BACKGROUND: Promoter-associated CpG islands (PCIs) mediate methylation-dependent gene silencing, yet tend to co-locate to transcriptionally active genes. To address this paradox, we used data mining to assess the behavior of PCI-positive (PCI+) genes in the human genome. RESULTS: PCI+ genes exhibit a bimodal distribution: (1) a 'housekeeping-like' subset characterized by higher GC content and lower intron length/number, and (2) a 'pseudogene paralog' subset characterized by lower GC content and higher intron length/number (p<0.001). These subsets are functionally distinguishable, with the former gene group characterized by higher expression levels and lower evolutionary rate (p<0.001).

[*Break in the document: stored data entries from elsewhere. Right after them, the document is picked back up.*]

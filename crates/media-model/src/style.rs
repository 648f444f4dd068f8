//! Caption style parameters.

use std::fmt;
use std::str::FromStr;

use serde::{Deserialize, Serialize};

use crate::error::MediaModelError;

/// An sRGB color with straight (non-premultiplied) alpha.
#[derive(Debug, Clone, Copy, PartialEq, Eq, Serialize, Deserialize)]
#[serde(try_from = "String", into = "String")]
pub struct Rgba {
    pub r: u8,
    pub g: u8,
    pub b: u8,
    pub a: u8,
}

impl Rgba {
    pub const WHITE: Rgba = Rgba::rgb(255, 255, 255);
    pub const BLACK: Rgba = Rgba::rgb(0, 0, 0);

    pub const fn rgb(r: u8, g: u8, b: u8) -> Self {
        Self { r, g, b, a: 255 }
    }

    pub const fn new(r: u8, g: u8, b: u8, a: u8) -> Self {
        Self { r, g, b, a }
    }

    /// Same color with alpha scaled by `opacity` in `[0, 1]`.
    pub fn with_opacity(self, opacity: f64) -> Self {
        let o = opacity.clamp(0.0, 1.0);
        Self {
            a: (self.a as f64 * o).round() as u8,
            ..self
        }
    }

    pub fn alpha_f32(&self) -> f32 {
        self.a as f32 / 255.0
    }

    /// `#rrggbb` without alpha, as used in SVG fill attributes.
    pub fn to_hex_rgb(&self) -> String {
        format!("#{:02x}{:02x}{:02x}", self.r, self.g, self.b)
    }
}

impl FromStr for Rgba {
    type Err = MediaModelError;

    fn from_str(s: &str) -> Result<Self, Self::Err> {
        let invalid = || MediaModelError::InvalidColor {
            value: s.to_string(),
        };
        let hex = s.trim().strip_prefix('#').ok_or_else(invalid)?;
        if !hex.is_ascii() {
            return Err(invalid());
        }
        let nibble = |i: usize| u8::from_str_radix(&hex[i..i + 1], 16).map_err(|_| invalid());
        let byte = |i: usize| u8::from_str_radix(&hex[i..i + 2], 16).map_err(|_| invalid());

        match hex.len() {
            3 => Ok(Rgba::rgb(nibble(0)? * 17, nibble(1)? * 17, nibble(2)? * 17)),
            6 => Ok(Rgba::rgb(byte(0)?, byte(2)?, byte(4)?)),
            8 => Ok(Rgba::new(byte(0)?, byte(2)?, byte(4)?, byte(6)?)),
            _ => Err(invalid()),
        }
    }
}

impl TryFrom<String> for Rgba {
    type Error = MediaModelError;

    fn try_from(value: String) -> Result<Self, Self::Error> {
        value.parse()
    }
}

impl From<Rgba> for String {
    fn from(c: Rgba) -> Self {
        c.to_string()
    }
}

impl fmt::Display for Rgba {
    fn fmt(&self, f: &mut fmt::Formatter<'_>) -> fmt::Result {
        if self.a == 255 {
            write!(f, "{}", self.to_hex_rgb())
        } else {
            write!(f, "{}{:02x}", self.to_hex_rgb(), self.a)
        }
    }
}

/// Where the caption block sits in the frame.
#[derive(Debug, Clone, Copy, Default, PartialEq, Eq, Serialize, Deserialize)]
#[serde(rename_all = "lowercase")]
pub enum VerticalPosition {
    Top,
    Middle,
    #[default]
    Bottom,
}

/// Visual parameters for burned-in captions. Immutable per render pass.
#[derive(Debug, Clone, PartialEq, Serialize, Deserialize)]
#[serde(default, rename_all = "camelCase")]
pub struct CaptionStyle {
    /// Font size at the 800px reference width.
    pub font_size_px: f64,

    pub text_color: Rgba,

    pub background_color: Rgba,

    /// Opacity of the per-line background box, `0` disables it.
    pub background_opacity: f64,

    pub vertical_position: VerticalPosition,

    pub font_family: String,
}

impl Default for CaptionStyle {
    fn default() -> Self {
        Self {
            font_size_px: 24.0,
            text_color: Rgba::WHITE,
            background_color: Rgba::BLACK,
            background_opacity: 0.5,
            vertical_position: VerticalPosition::Bottom,
            font_family: "sans-serif".to_string(),
        }
    }
}

impl CaptionStyle {
    /// Load a style from JSON; missing fields take their defaults.
    pub fn from_json(json: &str) -> Result<Self, MediaModelError> {
        let style: Self = serde_json::from_str(json)?;
        style.validate()?;
        Ok(style)
    }

    pub fn validate(&self) -> Result<(), MediaModelError> {
        if !(self.font_size_px.is_finite() && self.font_size_px > 0.0) {
            return Err(MediaModelError::InvalidStyle {
                message: format!("font size must be positive, got {}", self.font_size_px),
            });
        }
        if !(0.0..=1.0).contains(&self.background_opacity) {
            return Err(MediaModelError::InvalidStyle {
                message: format!(
                    "background opacity must be within [0, 1], got {}",
                    self.background_opacity
                ),
            });
        }
        if self.font_family.trim().is_empty() {
            return Err(MediaModelError::InvalidStyle {
                message: "font family is empty".to_string(),
            });
        }
        Ok(())
    }

    /// Background fill with the style's opacity applied, or `None` when
    /// backgrounds are disabled.
    pub fn background_fill(&self) -> Option<Rgba> {
        if self.background_opacity > 0.0 {
            Some(self.background_color.with_opacity(self.background_opacity))
        } else {
            None
        }
    }
}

PCI-negative (PCI-) genes exhibit higher evolutionary rate and narrower expression breadth than PCI+ genes (p<0.001), consistent with more frequent tissue-specific inactivation. CONCLUSIONS: Adaptive evolution of the human genome appears driven in part by declining transcription of a subset of PCI+ genes, predisposing to both CpG-->TpA mutation and intron insertion. We propose a model of evolving biological complexity in which environmentally-selected gains or losses of PCI methylation respectively favor positive or negative selection, thus polarizing PCI+ gene structures around a genomic core of ancestral PCI- genes.